### [How to complete this task]
In which lines of the data does the string "built" appear? Copy every one.

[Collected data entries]
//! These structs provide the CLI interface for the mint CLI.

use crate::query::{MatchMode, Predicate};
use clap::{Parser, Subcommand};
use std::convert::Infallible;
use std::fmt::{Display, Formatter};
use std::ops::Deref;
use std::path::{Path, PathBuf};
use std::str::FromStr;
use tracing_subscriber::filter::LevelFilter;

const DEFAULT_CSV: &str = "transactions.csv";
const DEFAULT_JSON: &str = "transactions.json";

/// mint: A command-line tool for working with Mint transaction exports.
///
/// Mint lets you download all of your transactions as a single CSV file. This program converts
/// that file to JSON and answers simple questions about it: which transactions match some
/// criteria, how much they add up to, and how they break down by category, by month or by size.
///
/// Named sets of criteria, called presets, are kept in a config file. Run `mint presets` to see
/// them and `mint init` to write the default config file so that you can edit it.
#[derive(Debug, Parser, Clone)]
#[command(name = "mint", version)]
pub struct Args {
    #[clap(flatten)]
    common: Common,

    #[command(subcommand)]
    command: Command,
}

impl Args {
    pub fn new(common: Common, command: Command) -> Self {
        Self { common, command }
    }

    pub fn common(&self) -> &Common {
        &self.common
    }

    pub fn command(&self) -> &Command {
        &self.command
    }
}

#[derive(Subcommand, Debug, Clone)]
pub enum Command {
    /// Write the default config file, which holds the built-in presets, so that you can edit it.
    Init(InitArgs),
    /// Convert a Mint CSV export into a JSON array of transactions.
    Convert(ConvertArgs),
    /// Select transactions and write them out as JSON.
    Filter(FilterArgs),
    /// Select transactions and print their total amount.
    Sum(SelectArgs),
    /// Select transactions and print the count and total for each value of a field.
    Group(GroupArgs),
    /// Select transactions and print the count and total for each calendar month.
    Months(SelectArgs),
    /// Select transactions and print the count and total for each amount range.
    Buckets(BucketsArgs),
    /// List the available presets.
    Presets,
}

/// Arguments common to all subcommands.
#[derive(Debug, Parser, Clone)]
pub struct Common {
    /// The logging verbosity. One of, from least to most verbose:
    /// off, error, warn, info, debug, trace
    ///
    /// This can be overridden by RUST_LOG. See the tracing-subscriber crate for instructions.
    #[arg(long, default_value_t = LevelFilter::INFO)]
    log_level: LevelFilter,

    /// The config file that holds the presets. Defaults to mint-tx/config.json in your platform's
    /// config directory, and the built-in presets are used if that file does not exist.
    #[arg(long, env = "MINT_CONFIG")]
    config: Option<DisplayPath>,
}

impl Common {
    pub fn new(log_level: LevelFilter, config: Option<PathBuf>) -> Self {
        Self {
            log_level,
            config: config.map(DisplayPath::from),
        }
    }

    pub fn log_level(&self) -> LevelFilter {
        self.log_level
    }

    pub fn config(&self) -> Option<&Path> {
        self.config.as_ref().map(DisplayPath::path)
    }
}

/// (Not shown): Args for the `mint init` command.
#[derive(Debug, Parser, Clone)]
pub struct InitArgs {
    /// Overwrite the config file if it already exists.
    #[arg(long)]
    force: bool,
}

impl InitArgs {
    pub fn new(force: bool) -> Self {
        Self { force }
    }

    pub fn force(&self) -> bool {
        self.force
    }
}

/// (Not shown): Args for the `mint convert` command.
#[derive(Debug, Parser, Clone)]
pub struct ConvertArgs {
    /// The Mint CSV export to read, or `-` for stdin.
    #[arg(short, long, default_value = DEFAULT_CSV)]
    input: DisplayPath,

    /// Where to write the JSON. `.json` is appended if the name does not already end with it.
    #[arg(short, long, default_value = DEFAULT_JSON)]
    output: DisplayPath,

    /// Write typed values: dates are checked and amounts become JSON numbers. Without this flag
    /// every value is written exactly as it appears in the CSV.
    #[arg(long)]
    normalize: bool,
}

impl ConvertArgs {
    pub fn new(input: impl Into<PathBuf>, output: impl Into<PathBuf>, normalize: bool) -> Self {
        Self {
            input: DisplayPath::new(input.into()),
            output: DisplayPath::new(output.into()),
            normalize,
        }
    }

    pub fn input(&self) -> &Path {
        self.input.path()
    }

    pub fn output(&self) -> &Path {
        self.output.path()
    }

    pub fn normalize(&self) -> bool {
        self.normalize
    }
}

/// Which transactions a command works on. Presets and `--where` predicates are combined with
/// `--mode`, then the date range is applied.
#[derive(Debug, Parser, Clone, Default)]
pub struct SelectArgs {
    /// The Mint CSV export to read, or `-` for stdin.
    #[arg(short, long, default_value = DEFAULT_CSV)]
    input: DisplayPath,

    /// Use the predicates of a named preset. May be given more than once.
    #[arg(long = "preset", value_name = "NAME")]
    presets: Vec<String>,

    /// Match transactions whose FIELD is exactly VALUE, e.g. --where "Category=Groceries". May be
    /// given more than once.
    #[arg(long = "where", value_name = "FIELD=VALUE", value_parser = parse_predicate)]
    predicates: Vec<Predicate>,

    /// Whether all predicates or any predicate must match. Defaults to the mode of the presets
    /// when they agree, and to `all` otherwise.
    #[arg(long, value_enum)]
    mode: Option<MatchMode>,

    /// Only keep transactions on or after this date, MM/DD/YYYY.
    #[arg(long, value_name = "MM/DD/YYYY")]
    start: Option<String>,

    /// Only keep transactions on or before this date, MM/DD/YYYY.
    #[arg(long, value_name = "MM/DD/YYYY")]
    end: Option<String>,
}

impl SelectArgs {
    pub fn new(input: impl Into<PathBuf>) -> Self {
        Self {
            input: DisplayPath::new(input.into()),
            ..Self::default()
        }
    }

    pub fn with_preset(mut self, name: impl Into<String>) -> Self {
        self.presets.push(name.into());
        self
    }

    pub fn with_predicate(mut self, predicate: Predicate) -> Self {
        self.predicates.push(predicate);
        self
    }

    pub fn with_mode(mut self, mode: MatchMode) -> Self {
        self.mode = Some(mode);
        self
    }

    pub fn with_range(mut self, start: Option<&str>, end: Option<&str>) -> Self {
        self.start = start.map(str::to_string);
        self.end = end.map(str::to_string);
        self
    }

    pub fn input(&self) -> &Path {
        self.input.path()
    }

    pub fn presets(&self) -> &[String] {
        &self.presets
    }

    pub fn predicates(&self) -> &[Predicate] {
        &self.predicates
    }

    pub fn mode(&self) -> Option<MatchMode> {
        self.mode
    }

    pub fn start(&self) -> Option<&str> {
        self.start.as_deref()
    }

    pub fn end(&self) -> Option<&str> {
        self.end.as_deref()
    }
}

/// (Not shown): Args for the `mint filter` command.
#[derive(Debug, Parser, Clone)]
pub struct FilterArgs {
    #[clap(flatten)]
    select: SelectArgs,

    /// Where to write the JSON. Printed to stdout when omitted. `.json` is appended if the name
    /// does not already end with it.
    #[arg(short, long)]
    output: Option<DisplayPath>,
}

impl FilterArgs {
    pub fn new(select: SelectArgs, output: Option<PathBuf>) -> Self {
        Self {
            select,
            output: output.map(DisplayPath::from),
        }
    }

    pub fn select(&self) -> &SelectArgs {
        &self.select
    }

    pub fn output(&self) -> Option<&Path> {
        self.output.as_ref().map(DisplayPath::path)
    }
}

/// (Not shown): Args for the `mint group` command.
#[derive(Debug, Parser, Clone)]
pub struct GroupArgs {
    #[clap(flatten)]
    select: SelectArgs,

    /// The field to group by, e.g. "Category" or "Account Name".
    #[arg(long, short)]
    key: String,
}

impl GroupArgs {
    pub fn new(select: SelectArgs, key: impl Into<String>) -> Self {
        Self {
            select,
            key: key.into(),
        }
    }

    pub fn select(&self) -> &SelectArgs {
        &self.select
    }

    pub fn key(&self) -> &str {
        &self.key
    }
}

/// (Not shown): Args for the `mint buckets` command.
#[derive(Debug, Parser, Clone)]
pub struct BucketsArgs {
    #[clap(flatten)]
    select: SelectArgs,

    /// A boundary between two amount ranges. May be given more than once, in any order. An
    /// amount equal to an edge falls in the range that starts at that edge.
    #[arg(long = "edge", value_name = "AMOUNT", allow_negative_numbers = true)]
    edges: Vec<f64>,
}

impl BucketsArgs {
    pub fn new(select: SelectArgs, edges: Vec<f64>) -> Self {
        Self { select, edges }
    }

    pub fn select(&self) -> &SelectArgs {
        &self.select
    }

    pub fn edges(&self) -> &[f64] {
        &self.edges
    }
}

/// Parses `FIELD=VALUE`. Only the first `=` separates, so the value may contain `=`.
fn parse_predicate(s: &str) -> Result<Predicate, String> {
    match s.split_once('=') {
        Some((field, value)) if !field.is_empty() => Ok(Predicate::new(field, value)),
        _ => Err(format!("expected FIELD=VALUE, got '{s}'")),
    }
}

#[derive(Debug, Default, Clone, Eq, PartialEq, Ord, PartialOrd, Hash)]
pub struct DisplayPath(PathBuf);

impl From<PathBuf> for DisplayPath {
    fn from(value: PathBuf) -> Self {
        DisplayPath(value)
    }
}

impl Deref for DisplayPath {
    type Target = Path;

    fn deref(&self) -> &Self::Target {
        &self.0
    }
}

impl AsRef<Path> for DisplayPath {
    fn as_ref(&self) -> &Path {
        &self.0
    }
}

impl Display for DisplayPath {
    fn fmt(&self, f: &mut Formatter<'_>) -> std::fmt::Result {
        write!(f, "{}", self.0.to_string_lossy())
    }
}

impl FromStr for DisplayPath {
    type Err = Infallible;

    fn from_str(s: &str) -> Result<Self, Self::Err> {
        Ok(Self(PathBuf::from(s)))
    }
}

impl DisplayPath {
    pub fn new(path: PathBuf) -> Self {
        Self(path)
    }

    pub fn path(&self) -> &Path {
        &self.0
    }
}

### [Answer to this task]
    /// Write the default config file, which holds the built-in presets, so that you can edit it.
    /// config directory, and the built-in presets are used if that file does not exist.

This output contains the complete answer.